▶ **Try it**
The word "Option" occurs in some of the lines below; copy each of those lines.

▶ **Data supplied**
****************************************
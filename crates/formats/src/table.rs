//! Delimited text tables.
//!
//! The first non-blank line is the header row; every following non-blank
//! line is a record. Quoting follows RFC 4180: a quoted field may contain
//! commas and line breaks, and a doubled quote inside it is one literal
//! quote character.

use std::collections::BTreeMap;

use serde::{Deserialize, Serialize};

use crate::error::FormatError;

/// One row, keyed by header name.
///
/// Every record in a [`Table`] carries exactly the table's header set; cells
/// missing from the source line are empty strings and surplus cells are
/// dropped.
pub type Record = BTreeMap<String, String>;

#[derive(Debug, Default, Clone, PartialEq, Eq, Serialize, Deserialize)]
pub struct Table {
    pub headers: Vec<String>,
    pub records: Vec<Record>,
}

impl Table {
    pub fn new(headers: Vec<String>, records: Vec<Record>) -> Self {
        Self { headers, records }
    }

    pub fn len(&self) -> usize {
        self.records.len()
    }

    pub fn is_empty(&self) -> bool {
        self.records.is_empty()
    }

    pub fn has_column(&self, column: &str) -> bool {
        self.headers.iter().any(|h| h == column)
    }

    /// Cell values of `column` in record order; absent cells read as `""`.
    pub fn column<'a>(&'a self, column: &'a str) -> impl Iterator<Item = &'a str> + 'a {
        self.records
            .iter()
            .map(move |r| r.get(column).map(String::as_str).unwrap_or(""))
    }

    /// Build a record for this table from positional values.
    pub fn record_from_values<S: AsRef<str>>(&self, values: &[S]) -> Record {
        record_from_values(&self.headers, values)
    }
}

fn record_from_values<S: AsRef<str>>(headers: &[String], values: &[S]) -> Record {
    headers
        .iter()
        .enumerate()
        .map(|(i, h)| {
            let v = values.get(i).map(|s| s.as_ref().to_string()).unwrap_or_default();
            (h.clone(), v)
        })
        .collect()
}

fn is_blank_line(record: &::csv::StringRecord) -> bool {
    record.iter().all(|f| f.trim().is_empty()) && record.len() <= 1
}

pub fn parse_table(text: &str) -> Result<Table, FormatError> {
    let text = text.strip_prefix('\u{feff}').unwrap_or(text);
    let mut reader = ::csv::ReaderBuilder::new()
        .has_headers(false)
        .flexible(true)
        .from_reader(text.as_bytes());

    let mut headers: Option<Vec<String>> = None;
    let mut records: Vec<Record> = Vec::new();

    for row in reader.records() {
        let row = row?;
        if is_blank_line(&row) {
            continue;
        }
        match &headers {
            None => {
                headers = Some(row.iter().map(|h| h.trim().to_string()).collect());
            }
            Some(h) => {
                let values: Vec<&str> = row.iter().collect();
                records.push(record_from_values(h, &values));
            }
        }
    }

    Ok(Table {
        headers: headers.unwrap_or_default(),
        records,
    })
}

/// Serialize a table back to delimited text, quoting only where needed.
pub fn write_table(table: &Table) -> Result<String, FormatError> {
    let mut writer = ::csv::WriterBuilder::new()
        .flexible(true)
        .from_writer(Vec::new());
    if !table.headers.is_empty() {
        writer.write_record(&table.headers)?;
    }
    for record in &table.records {
        writer.write_record(
            table
                .headers
                .iter()
                .map(|h| record.get(h).map(String::as_str).unwrap_or("")),
        )?;
    }
    let bytes = writer
        .into_inner()
        .map_err(|e| FormatError::Encoding(e.to_string()))?;
    String::from_utf8(bytes).map_err(|e| FormatError::Encoding(e.to_string()))
}

#[cfg(test)]
mod tests {
    use super::{Table, parse_table, write_table};
    use pretty_assertions::assert_eq;

    #[test]
    fn parses_header_and_records() {
        let t = parse_table("name, flag ,score\nAlpha,NO,3\r\nBeta,IS,10\n").unwrap();
        assert_eq!(t.headers, vec!["name", "flag", "score"]);
        assert_eq!(t.len(), 2);
        assert_eq!(t.records[1]["name"], "Beta");
        assert_eq!(t.records[1]["score"], "10");
    }

    #[test]
    fn quoted_fields_keep_commas_quotes_and_newlines() {
        let t = parse_table("a,b\n\"x, y\",\"say \"\"hi\"\"\"\n\"multi\nline\",z\n").unwrap();
        assert_eq!(t.records.len(), 2);
        assert_eq!(t.records[0]["a"], "x, y");
        assert_eq!(t.records[0]["b"], "say \"hi\"");
        assert_eq!(t.records[1]["a"], "multi\nline");
    }

    #[test]
    fn blank_lines_are_skipped_and_short_rows_padded() {
        let t = parse_table("\n\na,b,c\n\n1\n   \n1,2,3,4\n").unwrap();
        assert_eq!(t.headers, vec!["a", "b", "c"]);
        assert_eq!(t.records.len(), 2);
        assert_eq!(t.records[0]["b"], "");
        assert_eq!(t.records[0]["c"], "");
        // Surplus cells never add keys beyond the header set.
        assert_eq!(t.records[1].len(), 3);
    }

    #[test]
    fn empty_input_is_empty_table() {
        assert_eq!(parse_table("").unwrap(), Table::default());
        assert_eq!(parse_table("\n \n").unwrap(), Table::default());
    }

    #[test]
    fn write_then_parse_preserves_records() {
        let mut t = Table::new(vec!["id".into(), "note".into()], Vec::new());
        t.records.push(t.record_from_values(&["1", "plain"]));
        t.records.push(t.record_from_values(&["2", "comma, inside"]));
        t.records.push(t.record_from_values(&["3", "quote \" inside"]));
        t.records.push(t.record_from_values(&["4", "line\nbreak"]));
        t.records.push(t.record_from_values(&["5", ""]));

        let text = write_table(&t).unwrap();
        let back = parse_table(&text).unwrap();
        assert_eq!(back, t);
    }

    #[test]
    fn column_reads_in_record_order() {
        let t = parse_table("k\nb\na\n").unwrap();
        assert_eq!(t.column("k").collect::<Vec<_>>(), vec!["b", "a"]);
        assert_eq!(t.column("missing").collect::<Vec<_>>(), vec!["", ""]);
    }
}
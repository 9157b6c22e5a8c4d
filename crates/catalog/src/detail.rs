//! Per-vessel deep-dive tables.
//!
//! A deep dive is up to four tables sharing a base name:
//! `<base>_deep_dive_{identity,visits,violations,dark_events}.csv`. Files that
//! do not match that pattern exactly are ignored, and a part that fails to
//! load is skipped on its own without failing the index.

use std::collections::BTreeMap;
use std::collections::btree_map::Entry;

use formats::Record;
use futures_util::future::join_all;
use serde::Serialize;
use tracing::{debug, warn};

use crate::error::CatalogError;
use crate::store::TabularStore;

const DEEP_DIVE_MARKER: &str = "_deep_dive_";

#[derive(Debug, Copy, Clone, PartialEq, Eq, PartialOrd, Ord, Hash)]
pub enum DetailPart {
    Identity,
    Visits,
    Violations,
    DarkEvents,
}

impl DetailPart {
    fn from_suffix(suffix: &str) -> Option<Self> {
        match suffix {
            "identity" => Some(DetailPart::Identity),
            "visits" => Some(DetailPart::Visits),
            "violations" => Some(DetailPart::Violations),
            "dark_events" => Some(DetailPart::DarkEvents),
            _ => None,
        }
    }
}

/// Split a deep-dive file name into its base name and part.
///
/// Matching is case-insensitive; the returned base keeps its original case.
pub fn match_detail_file(name: &str) -> Option<(&str, DetailPart)> {
    let lower = name.to_ascii_lowercase();
    let stem_len = lower.strip_suffix(".csv")?.len();
    let marker_at = lower[..stem_len].rfind(DEEP_DIVE_MARKER)?;
    if marker_at == 0 {
        return None;
    }
    let part = DetailPart::from_suffix(&lower[marker_at + DEEP_DIVE_MARKER.len()..stem_len])?;
    Some((&name[..marker_at], part))
}

#[derive(Debug, Default, Clone, PartialEq, Serialize)]
#[serde(rename_all = "camelCase")]
pub struct DeepDive {
    pub identity: Option<Record>,
    pub visits: Vec<Record>,
    pub violations: Vec<Record>,
    pub dark_events: Vec<Record>,
}

impl DeepDive {
    pub fn identity_field(&self, column: &str) -> Option<&str> {
        self.identity
            .as_ref()
            .and_then(|r| r.get(column))
            .map(String::as_str)
            .filter(|v| !v.trim().is_empty())
    }
}

/// Lowercase ASCII letters and digits only; everything else is dropped.
pub fn normalize_vessel_name(raw: &str) -> String {
    raw.chars()
        .filter(|c| c.is_ascii_alphanumeric())
        .map(|c| c.to_ascii_lowercase())
        .collect()
}

/// Deep dives indexed by normalized vessel name and by MMSI.
#[derive(Debug, Default, Clone, Serialize)]
#[serde(rename_all = "camelCase")]
pub struct DetailIndex {
    dives: Vec<DeepDive>,
    by_name: BTreeMap<String, usize>,
    by_mmsi: BTreeMap<String, usize>,
}

impl DetailIndex {
    pub fn len(&self) -> usize {
        self.dives.len()
    }

    pub fn is_empty(&self) -> bool {
        self.dives.is_empty()
    }

    /// Add a deep dive under its normalized name and MMSI. A key that is
    /// already taken keeps pointing at the earlier dive.
    pub fn insert(&mut self, base: &str, dive: DeepDive) {
        let idx = self.dives.len();
        let name_key =
            normalize_vessel_name(dive.identity_field("vessel_name").unwrap_or(base));
        let mmsi_key = dive.identity_field("mmsi").map(|m| m.trim().to_string());

        if !name_key.is_empty() {
            claim(&mut self.by_name, name_key, idx, base, "vessel name");
        }
        if let Some(mmsi) = mmsi_key {
            claim(&mut self.by_mmsi, mmsi, idx, base, "mmsi");
        }
        self.dives.push(dive);
    }

    /// Look a vessel up by MMSI first, then by name.
    pub fn find(&self, mmsi: Option<&str>, name: Option<&str>) -> Option<&DeepDive> {
        let by_mmsi = mmsi
            .map(str::trim)
            .filter(|m| !m.is_empty())
            .and_then(|m| self.by_mmsi.get(m));
        let by_name = || {
            name.map(normalize_vessel_name)
                .filter(|n| !n.is_empty())
                .and_then(|n| self.by_name.get(&n))
        };
        by_mmsi
            .or_else(by_name)
            .and_then(|&idx| self.dives.get(idx))
    }
}

fn claim(keys: &mut BTreeMap<String, usize>, key: String, idx: usize, base: &str, kind: &str) {
    match keys.entry(key) {
        Entry::Vacant(slot) => {
            slot.insert(idx);
        }
        Entry::Occupied(slot) => {
            warn!(
                base,
                key = %slot.key(),
                kind,
                "duplicate deep-dive key; keeping the earlier vessel"
            );
        }
    }
}

/// Build the deep-dive index from every matching file in `dataset`.
pub async fn load_detail_index(
    store: &TabularStore,
    dataset: &str,
) -> Result<DetailIndex, CatalogError> {
    let mut groups: BTreeMap<String, BTreeMap<DetailPart, String>> = BTreeMap::new();
    for file in store.list(dataset).await? {
        let Some((base, part)) = match_detail_file(&file) else {
            debug!(dataset, file = %file, "not a deep-dive file; skipped");
            continue;
        };
        groups
            .entry(base.to_string())
            .or_default()
            .insert(part, file.clone());
    }

    let mut index = DetailIndex::default();
    for (base, parts) in groups {
        let loads = parts.iter().map(|(part, file)| async move {
            match store.load(dataset, file).await {
                Ok(table) => Some((*part, table.records)),
                Err(err) => {
                    warn!(
                        dataset,
                        file = %file,
                        error = %err,
                        "skipping unreadable deep-dive part"
                    );
                    None
                }
            }
        });

        let mut dive = DeepDive::default();
        for (part, records) in join_all(loads).await.into_iter().flatten() {
            match part {
                DetailPart::Identity => dive.identity = records.into_iter().next(),
                DetailPart::Visits => dive.visits = records,
                DetailPart::Violations => dive.violations = records,
                DetailPart::DarkEvents => dive.dark_events = records,
            }
        }
        index.insert(&base, dive);
    }
    Ok(index)
}

#[cfg(test)]
mod tests {
    use super::{
        DeepDive, DetailIndex, DetailPart, load_detail_index, match_detail_file,
        normalize_vessel_name,
    };
    use crate::store::{TabularStore, VESSEL_DETAILS};
    use formats::Record;
    use std::fs;

    fn dive(name: &str, mmsi: &str, flag: &str) -> DeepDive {
        let identity: Record = [("vessel_name", name), ("mmsi", mmsi), ("flag", flag)]
            .into_iter()
            .map(|(k, v)| (k.to_string(), v.to_string()))
            .collect();
        DeepDive {
            identity: Some(identity),
            ..DeepDive::default()
        }
    }

    #[test]
    fn matches_only_the_strict_pattern() {
        assert_eq!(
            match_detail_file("Sea_Star_deep_dive_identity.csv"),
            Some(("Sea_Star", DetailPart::Identity))
        );
        assert_eq!(
            match_detail_file("x_DEEP_DIVE_Dark_Events.CSV"),
            Some(("x", DetailPart::DarkEvents))
        );
        assert_eq!(match_detail_file("x_deep_dive_summary.csv"), None);
        assert_eq!(match_detail_file("_deep_dive_visits.csv"), None);
        assert_eq!(match_detail_file("x_deep_dive_visits.csv.bak"), None);
        assert_eq!(match_detail_file("report.csv"), None);
    }

    #[test]
    fn normalizes_names() {
        assert_eq!(normalize_vessel_name("Sea Star-II"), "seastarii");
        assert_eq!(normalize_vessel_name("  "), "");
    }

    #[test]
    fn colliding_keys_keep_the_first_dive() {
        let mut index = DetailIndex::default();
        index.insert("sea_star", dive("Sea Star", "111", "NOR"));
        index.insert("sea_star_2", dive("SEA-STAR", "222", "ESP"));
        index.insert("other", dive("Other", "111", "PAN"));
        assert_eq!(index.len(), 3);

        let by_name = index.find(None, Some("sea star")).unwrap();
        assert_eq!(by_name.identity_field("flag"), Some("NOR"));
        let by_mmsi = index.find(Some("111"), None).unwrap();
        assert_eq!(by_mmsi.identity_field("flag"), Some("NOR"));

        // Keys that did not collide still resolve to their own dive.
        assert_eq!(index.find(Some("222"), None).unwrap().identity_field("flag"), Some("ESP"));
        assert_eq!(index.find(None, Some("other")).unwrap().identity_field("flag"), Some("PAN"));
    }

    #[tokio::test]
    async fn indexes_by_name_and_mmsi_and_skips_bad_parts() {
        let dir = tempfile::tempdir().unwrap();
        let details = dir.path().join(VESSEL_DETAILS);
        fs::create_dir_all(&details).unwrap();
        fs::write(
            details.join("sea_star_deep_dive_identity.csv"),
            "vessel_name,mmsi,flag\nSea Star,123456789,NOR\n",
        )
        .unwrap();
        fs::write(
            details.join("sea_star_deep_dive_visits.csv"),
            "duration_hours\n2\n3\n",
        )
        .unwrap();
        // Invalid UTF-8 cannot be read as text: this part alone is skipped.
        fs::write(details.join("sea_star_deep_dive_violations.csv"), [0xff, 0xfe, 0x00]).unwrap();
        fs::write(details.join("unrelated.csv"), "a\n1\n").unwrap();

        let store = TabularStore::new(dir.path());
        let index = load_detail_index(&store, VESSEL_DETAILS).await.unwrap();
        assert_eq!(index.len(), 1);

        let by_mmsi = index.find(Some("123456789"), None).unwrap();
        assert_eq!(by_mmsi.visits.len(), 2);
        assert!(by_mmsi.violations.is_empty());

        let by_name = index.find(Some("000"), Some("SEA-STAR")).unwrap();
        assert_eq!(by_name.identity_field("flag"), Some("NOR"));
        assert!(index.find(None, Some("other")).is_none());
    }
}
****************************************
▶ **Task output**
    let mut headers: Option<Vec<String>> = None;
    fn from_suffix(suffix: &str) -> Option<Self> {
pub fn match_detail_file(name: &str) -> Option<(&str, DetailPart)> {
    pub identity: Option<Record>,
    pub fn identity_field(&self, column: &str) -> Option<&str> {
    pub fn find(&self, mmsi: Option<&str>, name: Option<&str>) -> Option<&DeepDive> {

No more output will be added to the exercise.